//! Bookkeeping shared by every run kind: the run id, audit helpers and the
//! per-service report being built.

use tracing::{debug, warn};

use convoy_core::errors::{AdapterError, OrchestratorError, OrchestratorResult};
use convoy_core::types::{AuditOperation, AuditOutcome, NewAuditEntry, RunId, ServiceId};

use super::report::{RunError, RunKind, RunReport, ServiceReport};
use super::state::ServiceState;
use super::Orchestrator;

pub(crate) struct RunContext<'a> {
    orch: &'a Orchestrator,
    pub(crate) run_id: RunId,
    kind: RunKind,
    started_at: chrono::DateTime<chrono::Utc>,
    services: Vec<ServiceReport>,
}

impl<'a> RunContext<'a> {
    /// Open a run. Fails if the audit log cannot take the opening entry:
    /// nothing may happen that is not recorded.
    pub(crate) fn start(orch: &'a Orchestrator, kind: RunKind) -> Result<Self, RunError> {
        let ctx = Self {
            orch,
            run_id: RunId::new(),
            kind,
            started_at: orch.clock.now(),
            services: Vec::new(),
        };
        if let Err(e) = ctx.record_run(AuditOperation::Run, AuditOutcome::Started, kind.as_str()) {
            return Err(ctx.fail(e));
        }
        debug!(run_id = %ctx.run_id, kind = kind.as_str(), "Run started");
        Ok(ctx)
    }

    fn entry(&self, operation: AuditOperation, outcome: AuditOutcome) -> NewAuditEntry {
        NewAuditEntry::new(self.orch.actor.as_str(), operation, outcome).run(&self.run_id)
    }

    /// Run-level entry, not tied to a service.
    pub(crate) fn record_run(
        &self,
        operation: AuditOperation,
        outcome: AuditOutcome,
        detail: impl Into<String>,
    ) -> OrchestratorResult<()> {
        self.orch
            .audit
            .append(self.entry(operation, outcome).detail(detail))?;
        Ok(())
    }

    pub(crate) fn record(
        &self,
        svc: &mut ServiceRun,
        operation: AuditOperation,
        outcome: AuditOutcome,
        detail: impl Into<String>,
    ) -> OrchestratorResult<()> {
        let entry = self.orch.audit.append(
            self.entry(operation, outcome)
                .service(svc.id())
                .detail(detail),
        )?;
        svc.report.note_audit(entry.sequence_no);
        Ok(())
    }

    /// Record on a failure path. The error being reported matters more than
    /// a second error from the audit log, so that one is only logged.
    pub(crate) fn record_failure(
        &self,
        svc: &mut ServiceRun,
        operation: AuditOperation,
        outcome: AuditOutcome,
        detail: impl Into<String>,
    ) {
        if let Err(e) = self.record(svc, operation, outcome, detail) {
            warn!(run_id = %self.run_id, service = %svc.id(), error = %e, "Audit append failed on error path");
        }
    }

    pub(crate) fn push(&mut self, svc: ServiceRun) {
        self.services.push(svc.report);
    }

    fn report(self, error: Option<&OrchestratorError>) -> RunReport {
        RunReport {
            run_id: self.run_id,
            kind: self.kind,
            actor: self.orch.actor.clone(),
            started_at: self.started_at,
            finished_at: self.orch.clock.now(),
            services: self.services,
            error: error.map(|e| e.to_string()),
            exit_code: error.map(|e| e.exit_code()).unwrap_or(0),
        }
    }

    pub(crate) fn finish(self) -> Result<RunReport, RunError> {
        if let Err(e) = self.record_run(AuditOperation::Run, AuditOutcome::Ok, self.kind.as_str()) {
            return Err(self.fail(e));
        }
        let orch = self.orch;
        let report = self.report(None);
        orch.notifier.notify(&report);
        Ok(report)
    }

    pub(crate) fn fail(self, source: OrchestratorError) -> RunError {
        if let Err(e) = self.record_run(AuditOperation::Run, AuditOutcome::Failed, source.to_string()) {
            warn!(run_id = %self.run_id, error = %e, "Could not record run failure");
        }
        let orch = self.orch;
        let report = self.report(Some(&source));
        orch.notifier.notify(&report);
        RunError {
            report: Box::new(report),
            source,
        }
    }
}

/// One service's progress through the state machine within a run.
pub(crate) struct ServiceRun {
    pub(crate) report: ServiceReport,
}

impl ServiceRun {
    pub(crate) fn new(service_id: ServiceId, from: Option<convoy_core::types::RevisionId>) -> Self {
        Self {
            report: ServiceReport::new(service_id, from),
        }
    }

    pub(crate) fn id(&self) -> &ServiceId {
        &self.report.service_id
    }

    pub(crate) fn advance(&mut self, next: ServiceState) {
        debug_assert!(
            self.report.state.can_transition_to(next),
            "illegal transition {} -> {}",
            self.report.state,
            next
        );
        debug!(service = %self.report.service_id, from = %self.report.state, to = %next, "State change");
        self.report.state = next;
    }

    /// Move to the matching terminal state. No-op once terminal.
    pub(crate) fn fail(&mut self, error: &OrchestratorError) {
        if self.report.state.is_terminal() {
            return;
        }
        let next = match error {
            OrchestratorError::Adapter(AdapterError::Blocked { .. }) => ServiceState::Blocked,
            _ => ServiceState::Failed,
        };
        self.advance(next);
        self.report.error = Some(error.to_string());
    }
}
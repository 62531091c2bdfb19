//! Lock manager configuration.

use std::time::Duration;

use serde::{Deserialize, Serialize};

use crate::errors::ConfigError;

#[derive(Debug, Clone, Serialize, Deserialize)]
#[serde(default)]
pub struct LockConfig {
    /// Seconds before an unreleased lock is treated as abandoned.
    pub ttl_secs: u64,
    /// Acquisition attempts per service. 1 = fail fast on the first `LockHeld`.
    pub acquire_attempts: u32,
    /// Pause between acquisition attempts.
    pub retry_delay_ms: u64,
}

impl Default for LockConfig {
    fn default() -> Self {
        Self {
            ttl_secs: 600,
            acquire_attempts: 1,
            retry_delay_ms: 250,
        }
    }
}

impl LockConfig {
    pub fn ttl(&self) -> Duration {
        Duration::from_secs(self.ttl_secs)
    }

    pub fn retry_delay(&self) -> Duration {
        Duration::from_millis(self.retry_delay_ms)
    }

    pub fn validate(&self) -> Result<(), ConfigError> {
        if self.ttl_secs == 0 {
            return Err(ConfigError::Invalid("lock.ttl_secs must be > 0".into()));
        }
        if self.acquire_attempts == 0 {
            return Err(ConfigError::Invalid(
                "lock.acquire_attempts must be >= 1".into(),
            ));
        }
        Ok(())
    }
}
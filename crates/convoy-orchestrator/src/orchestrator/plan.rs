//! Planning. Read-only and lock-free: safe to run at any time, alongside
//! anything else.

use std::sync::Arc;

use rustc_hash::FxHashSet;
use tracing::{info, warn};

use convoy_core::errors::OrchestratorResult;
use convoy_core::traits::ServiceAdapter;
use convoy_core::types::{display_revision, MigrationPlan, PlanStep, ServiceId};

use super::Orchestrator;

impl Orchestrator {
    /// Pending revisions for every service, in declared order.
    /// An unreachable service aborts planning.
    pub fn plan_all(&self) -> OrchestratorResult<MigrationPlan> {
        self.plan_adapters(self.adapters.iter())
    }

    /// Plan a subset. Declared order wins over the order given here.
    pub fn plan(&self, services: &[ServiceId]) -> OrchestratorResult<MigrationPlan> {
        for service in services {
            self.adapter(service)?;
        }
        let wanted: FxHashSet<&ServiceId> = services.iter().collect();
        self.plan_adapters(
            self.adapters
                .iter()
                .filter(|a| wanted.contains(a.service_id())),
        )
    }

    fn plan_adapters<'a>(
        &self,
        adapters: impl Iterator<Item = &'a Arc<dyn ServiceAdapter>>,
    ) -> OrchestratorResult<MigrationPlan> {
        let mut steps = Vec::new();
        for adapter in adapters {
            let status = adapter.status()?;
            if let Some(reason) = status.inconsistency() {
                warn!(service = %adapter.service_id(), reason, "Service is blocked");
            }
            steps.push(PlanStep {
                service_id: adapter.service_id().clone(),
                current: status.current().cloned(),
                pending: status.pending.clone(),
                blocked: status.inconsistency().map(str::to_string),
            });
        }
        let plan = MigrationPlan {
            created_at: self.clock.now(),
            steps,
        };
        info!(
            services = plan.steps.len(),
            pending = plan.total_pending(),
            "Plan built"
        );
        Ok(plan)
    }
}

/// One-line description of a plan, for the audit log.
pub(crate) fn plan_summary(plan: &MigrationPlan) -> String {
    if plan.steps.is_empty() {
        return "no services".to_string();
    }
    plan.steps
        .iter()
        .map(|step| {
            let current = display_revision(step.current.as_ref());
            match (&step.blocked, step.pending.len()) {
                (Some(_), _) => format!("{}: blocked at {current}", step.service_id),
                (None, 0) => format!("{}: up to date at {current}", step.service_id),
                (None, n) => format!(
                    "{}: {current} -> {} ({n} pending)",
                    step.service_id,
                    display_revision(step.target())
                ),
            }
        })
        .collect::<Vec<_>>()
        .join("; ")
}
···
=== Assignment ===
What the task asks for is a word-for-word repeat of the lines above, from the first through the one containing "AuditOperation, outcome: AuditOutcome)".

=== Result ===
//! Bookkeeping shared by every run kind: the run id, audit helpers and the
//! per-service report being built.

use tracing::{debug, warn};

use convoy_core::errors::{AdapterError, OrchestratorError, OrchestratorResult};
use convoy_core::types::{AuditOperation, AuditOutcome, NewAuditEntry, RunId, ServiceId};

use super::report::{RunError, RunKind, RunReport, ServiceReport};
use super::state::ServiceState;
use super::Orchestrator;

pub(crate) struct RunContext<'a> {
    orch: &'a Orchestrator,
    pub(crate) run_id: RunId,
    kind: RunKind,
    started_at: chrono::DateTime<chrono::Utc>,
    services: Vec<ServiceReport>,
}

impl<'a> RunContext<'a> {
    /// Open a run. Fails if the audit log cannot take the opening entry:
    /// nothing may happen that is not recorded.
    pub(crate) fn start(orch: &'a Orchestrator, kind: RunKind) -> Result<Self, RunError> {
        let ctx = Self {
            orch,
            run_id: RunId::new(),
            kind,
            started_at: orch.clock.now(),
            services: Vec::new(),
        };
        if let Err(e) = ctx.record_run(AuditOperation::Run, AuditOutcome::Started, kind.as_str()) {
            return Err(ctx.fail(e));
        }
        debug!(run_id = %ctx.run_id, kind = kind.as_str(), "Run started");
        Ok(ctx)
    }

    fn entry(&self, operation: AuditOperation, outcome: AuditOutcome) -> NewAuditEntry {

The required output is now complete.